● WHAT IS EXPECTED
The response should be the lines of the data, starting at the first and ending at the one that contains "let fat_start = bpb.fat_start();", copied without change.

● MATERIALS PROVIDED
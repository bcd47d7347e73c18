//! FAT12 volume state
//!
//! [`FatFs`] is everything one mounted FAT12 volume owns: the block device,
//! the BPB parsed at mount, the layout derived from it, the in-memory FAT
//! and the sector cache. Directory walking lives in [`crate::dir`], open
//! files in [`crate::file`]; both go through the accessors here.

use alloc::string::String;
use alloc::sync::Arc;
use spin::{Mutex, RwLock};

use crate::bpb::BiosParameterBlock;
use crate::cache::{Cache, SectorBlock, SectorCache};
use crate::device::BlockDevice;
use crate::fat::FatManager;
use crate::{FsError, SECTOR_SIZE};

pub struct FatFs {
    pub(crate) device: Arc<dyn BlockDevice>,
    pub(crate) bpb: BiosParameterBlock,

    // Layout, fixed at mount.
    pub(crate) fat_start: u32,
    pub(crate) root_start: u32,
    pub(crate) root_sectors: u32,
    pub(crate) data_start: u32,
    pub(crate) total_sectors: u32,
    pub(crate) total_clusters: u32,

    pub(crate) fat: RwLock<FatManager>,
    pub(crate) cache: Mutex<SectorCache>,
}

impl FatFs {
    /// Mount a FAT12 volume: read the BPB, validate it, derive the layout
    /// and pull the FAT into memory. An invalid BPB fails with `Corrupt`
    /// and leaves nothing mounted.
    pub fn mount(device: Arc<dyn BlockDevice>) -> Result<Arc<Self>, FsError> {
        let mut cache = SectorCache::new(Arc::clone(&device));

        let bpb = cache
            .get(0)?
            .read()
            .read(0, |bpb: &BiosParameterBlock| *bpb);
        if !bpb.is_valid() {
            log::error!("not a FAT12 boot sector, refusing to mount");
            return Err(FsError::Corrupt);
        }

        let fat_start = bpb.fat_start();
        let root_start = bpb.root_start();
        let root_sectors = bpb.root_sectors();
        let data_start = bpb.data_start();
        let total_sectors = bpb.total_sector_count();
        if data_start >= total_sectors {
            log::error!("layout exceeds the device, refusing to mount");
            return Err(FsError::Corrupt);
        }
        let total_clusters = bpb.total_clusters();

        let fat = FatManager::load(
            Arc::clone(&device),
            fat_start,
            bpb.sectors_per_fat(),
            bpb.fat_count(),
            total_clusters,
        )?;

        log::debug!(
            "mounted fat12: {} sectors, {} clusters of {} bytes",
            total_sectors,
            total_clusters,
            bpb.cluster_size()
        );

        Ok(Arc::new(Self {
            device,
            bpb,
            fat_start,
            root_start,
            root_sectors,
            data_start,
            total_sectors,
            total_clusters,
            fat: RwLock::new(fat),
            cache: Mutex::new(cache),
        }))
    }

    pub fn cluster_size(&self) -> usize {
        self.bpb.cluster_size()
    }

    pub fn sectors_per_cluster(&self) -> u32 {
        self.bpb.sectors_per_cluster()
    }

    pub fn total_clusters(&self) -> u32 {
        self.total_clusters
    }

    pub fn total_sector_count(&self) -> u32 {
        self.total_sectors
    }

    pub fn fat_start(&self) -> u32 {
        self.fat_start
    }

    pub fn data_start(&self) -> u32 {
        self.data_start
    }

    #[inline(always)]
    pub fn first_sector_of_cluster(&self, cluster: u16) -> u32 {
        assert!(cluster >= 2);
        self.data_start + (cluster as u32 - 2) * self.sectors_per_cluster()
    }

    /// Fetch a sector through the cache.
    pub(crate) fn sector(&self, sector_id: u32) -> Result<Arc<RwLock<SectorBlock>>, FsError> {
        self.cache.lock().get(sector_id as usize)
    }

    // ---- cluster bookkeeping -------------------------------------------

    pub(crate) fn alloc_cluster(&self) -> Result<u16, FsError> {
        match self.fat.write().alloc_cluster() {
            Some(cluster) => Ok(cluster),
            None => {
                log::warn!("volume full, no free cluster");
                Err(FsError::NoSpace)
            }
        }
    }

    pub(crate) fn extend_chain(&self, tail: u16) -> Result<u16, FsError> {
        self.fat.write().extend_chain(tail).ok_or(FsError::NoSpace)
    }

    pub(crate) fn free_chain(&self, head: u16) -> Result<u32, FsError> {
        self.fat.write().free_chain(head)
    }

    pub(crate) fn free_cluster_entry(&self, cluster: u16) {
        self.fat.write().write_entry(cluster, crate::CLUSTER_FREE);
    }

    pub(crate) fn next_in_chain(&self, cluster: u16) -> Result<u16, FsError> {
        self.fat.read().next_in_chain(cluster)
    }

    /// Zero every sector of a cluster; used when a directory grows one.
    pub(crate) fn clear_cluster(&self, cluster: u16) -> Result<(), FsError> {
        let first = self.first_sector_of_cluster(cluster);
        for i in 0..self.sectors_per_cluster() {
            self.sector(first + i)?
                .write()
                .modify(0, |data: &mut [u8; SECTOR_SIZE]| data.fill(0));
        }
        Ok(())
    }

    /// Flush the FAT to every copy on the device.
    pub fn sync_fat(&self) -> Result<(), FsError> {
        self.fat.write().sync()
    }

    /// Full flush: FAT copies, cached sectors, then the device itself.
    pub fn sync(&self) -> Result<(), FsError> {
        self.sync_fat()?;
        self.cache.lock().sync_all()?;
        self.device.sync()?;
        Ok(())
    }

    // ---- volume info ----------------------------------------------------

    /// Free space in bytes, counted from free FAT entries.
    pub fn free_space(&self) -> u32 {
        self.fat.read().free_clusters() * self.cluster_size() as u32
    }

    /// Capacity of the data region in bytes.
    pub fn total_space(&self) -> u32 {
        self.total_clusters * self.cluster_size() as u32
    }

    /// Volume label: the extended boot record when present, otherwise the
    /// volume-label entry in the root directory, otherwise empty.
    pub fn label(&self) -> Result<String, FsError> {
        if let Some(raw) = self.bpb.volume_label() {
            return Ok(trim_label(&raw));
        }

        let mut iter = crate::dir::DirIter::root(self);
        while let Some((entry, _pos)) = iter.next_entry()? {
            if entry.is_volume_label() {
                return Ok(trim_label(&entry.name_bytes()));
            }
        }
        Ok(String::new())
    }
}

fn trim_label(raw: &[u8; 11]) -> String {
    let end = raw
        .iter()
        .rposition(|&b| b != crate::SPACE)
        .map(|i| i + 1)
        .unwrap_or(0);
    let mut out = String::new();
    for &b in &raw[..end] {
        out.push(b as char);
    }
    out
}

// ---- dispatch-layer adapter ----------------------------------------------

use alloc::boxed::Box;

use crate::dir::{DirCursor, DirIter};
use crate::file::FatFile;
use crate::vfs::{
    DirOps, FileOps, FileSystem, NodeKind, NodePayload, OpenFlags, VfsDirent, VfsNode,
};
use crate::ATTR_ARCHIVE;

/// A mounted FAT12 volume behind the mount-table operation interface.
pub struct Fat12Volume {
    fs: Arc<FatFs>,
}

impl Fat12Volume {
    pub fn new(fs: Arc<FatFs>) -> Self {
        Self { fs }
    }

    pub fn fat_fs(&self) -> &Arc<FatFs> {
        &self.fs
    }
}

impl FileSystem for Fat12Volume {
    fn fs_name(&self) -> &'static str {
        "fat12"
    }

    fn lookup(&self, path: &str) -> Result<VfsNode, FsError> {
        match self.fs.lookup(path)? {
            None => Ok(VfsNode {
                name: String::from("/"),
                kind: NodeKind::Directory,
                size: 0,
                inode: 0,
                payload: NodePayload::Fat12 {
                    cluster: 0,
                    entry: None,
                },
            }),
            Some((entry, pos)) => Ok(VfsNode {
                name: entry.name(),
                kind: if entry.is_dir() {
                    NodeKind::Directory
                } else {
                    NodeKind::File
                },
                size: entry.file_size(),
                inode: entry.first_cluster() as u32,
                payload: NodePayload::Fat12 {
                    cluster: entry.first_cluster(),
                    entry: Some(pos),
                },
            }),
        }
    }

    fn create(&self, path: &str, kind: NodeKind) -> Result<(), FsError> {
        match kind {
            NodeKind::File => self.fs.create(path, ATTR_ARCHIVE),
            NodeKind::Directory => self.fs.mkdir(path),
            _ => Err(FsError::Unsupported),
        }
    }

    fn unlink(&self, path: &str) -> Result<(), FsError> {
        self.fs.unlink(path)
    }

    fn rename(&self, old_path: &str, new_path: &str) -> Result<(), FsError> {
        self.fs.rename(old_path, new_path)
    }

    fn mkdir(&self, path: &str) -> Result<(), FsError> {
        self.fs.mkdir(path)
    }

    fn rmdir(&self, path: &str) -> Result<(), FsError> {
        self.fs.rmdir(path)
    }

    fn open(&self, node: &VfsNode, _flags: OpenFlags) -> Result<Box<dyn FileOps>, FsError> {
        let pos = match node.payload {
            NodePayload::Fat12 {
                entry: Some(pos), ..
            } => pos,
            _ => return Err(FsError::InvalidArgument),
        };
        // the entry is re-read so the handle starts from the disk's truth
        let dirent = self.fs.read_dirent(&pos)?;
        Ok(Box::new(Fat12FileOps {
            file: FatFile::new(Arc::clone(&self.fs), dirent, pos),
        }))
    }

    fn opendir(&self, node: &VfsNode) -> Result<Box<dyn DirOps>, FsError> {
        let cluster = match node.payload {
            NodePayload::Fat12 { cluster, .. } => cluster,
            _ => return Err(FsError::InvalidArgument),
        };
        if node.kind != NodeKind::Directory {
            return Err(FsError::NotADirectory);
        }
        let cursor = if cluster < 2 {
            DirIter::root(&self.fs).cursor()
        } else {
            DirIter::subdir(&self.fs, cluster).cursor()
        };
        Ok(Box::new(Fat12DirOps {
            fs: Arc::clone(&self.fs),
            cursor,
            start_cluster: cluster,
        }))
    }

    fn statfs(&self) -> Result<(u32, u32), FsError> {
        Ok((self.fs.total_space(), self.fs.free_space()))
    }

    fn label(&self) -> Result<String, FsError> {
        self.fs.label()
    }

    fn sync(&self) -> Result<(), FsError> {
        self.fs.sync()
    }
}

struct Fat12FileOps {
    file: FatFile,
}

impl FileOps for Fat12FileOps {
    fn read_at(&mut self, pos: u32, buf: &mut [u8]) -> Result<usize, FsError> {
        self.file.read_at(pos, buf)
    }

    fn write_at(&mut self, pos: u32, buf: &[u8]) -> Result<usize, FsError> {
        let written = self.file.write_at(pos, buf)?;
        // size and first cluster must reach the directory entry; the FAT is
        // synced along the way
        self.file.flush()?;
        Ok(written)
    }

    fn truncate(&mut self, size: u32) -> Result<(), FsError> {
        if size != 0 {
            // partial truncation has no user here
            return Err(FsError::Unsupported);
        }
        self.file.truncate()
    }

    fn flush(&mut self) -> Result<(), FsError> {
        self.file.flush()
    }

    fn size(&self) -> u32 {
        self.file.size()
    }
}

struct Fat12DirOps {
    fs: Arc<FatFs>,
    cursor: DirCursor,
    start_cluster: u16,
}

impl DirOps for Fat12DirOps {
    fn next(&mut self) -> Result<Option<VfsDirent>, FsError> {
        let mut iter = DirIter::resume(&self.fs, self.cursor);
        let item = iter.next_entry()?;
        self.cursor = iter.cursor();
        Ok(item.map(|(entry, _pos)| VfsDirent {
            name: entry.name(),
            inode: entry.first_cluster() as u32,
            kind: if entry.is_dir() {
                NodeKind::Directory
            } else {
                NodeKind::File
            },
            size: entry.file_size(),
        }))
    }

    fn rewind(&mut self) {
        self.cursor = if self.start_cluster < 2 {
            DirIter::root(&self.fs).cursor()
        } else {
            DirIter::subdir(&self.fs, self.start_cluster).cursor()
        };
    }
}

● THE ANSWER
repository bcd47d7347e73c18
//! FAT12 volume state
//!
//! [`FatFs`] is everything one mounted FAT12 volume owns: the block device,
//! the BPB parsed at mount, the layout derived from it, the in-memory FAT
//! and the sector cache. Directory walking lives in [`crate::dir`], open
//! files in [`crate::file`]; both go through the accessors here.

use alloc::string::String;
use alloc::sync::Arc;
use spin::{Mutex, RwLock};

use crate::bpb::BiosParameterBlock;
use crate::cache::{Cache, SectorBlock, SectorCache};
use crate::device::BlockDevice;
use crate::fat::FatManager;
use crate::{FsError, SECTOR_SIZE};

pub struct FatFs {
    pub(crate) device: Arc<dyn BlockDevice>,
    pub(crate) bpb: BiosParameterBlock,

    // Layout, fixed at mount.
    pub(crate) fat_start: u32,
    pub(crate) root_start: u32,
    pub(crate) root_sectors: u32,
    pub(crate) data_start: u32,
    pub(crate) total_sectors: u32,
    pub(crate) total_clusters: u32,

    pub(crate) fat: RwLock<FatManager>,
    pub(crate) cache: Mutex<SectorCache>,
}

impl FatFs {
    /// Mount a FAT12 volume: read the BPB, validate it, derive the layout
    /// and pull the FAT into memory. An invalid BPB fails with `Corrupt`
    /// and leaves nothing mounted.
    pub fn mount(device: Arc<dyn BlockDevice>) -> Result<Arc<Self>, FsError> {
        let mut cache = SectorCache::new(Arc::clone(&device));

        let bpb = cache
            .get(0)?
            .read()
            .read(0, |bpb: &BiosParameterBlock| *bpb);
        if !bpb.is_valid() {
            log::error!("not a FAT12 boot sector, refusing to mount");
            return Err(FsError::Corrupt);
        }

        let fat_start = bpb.fat_start();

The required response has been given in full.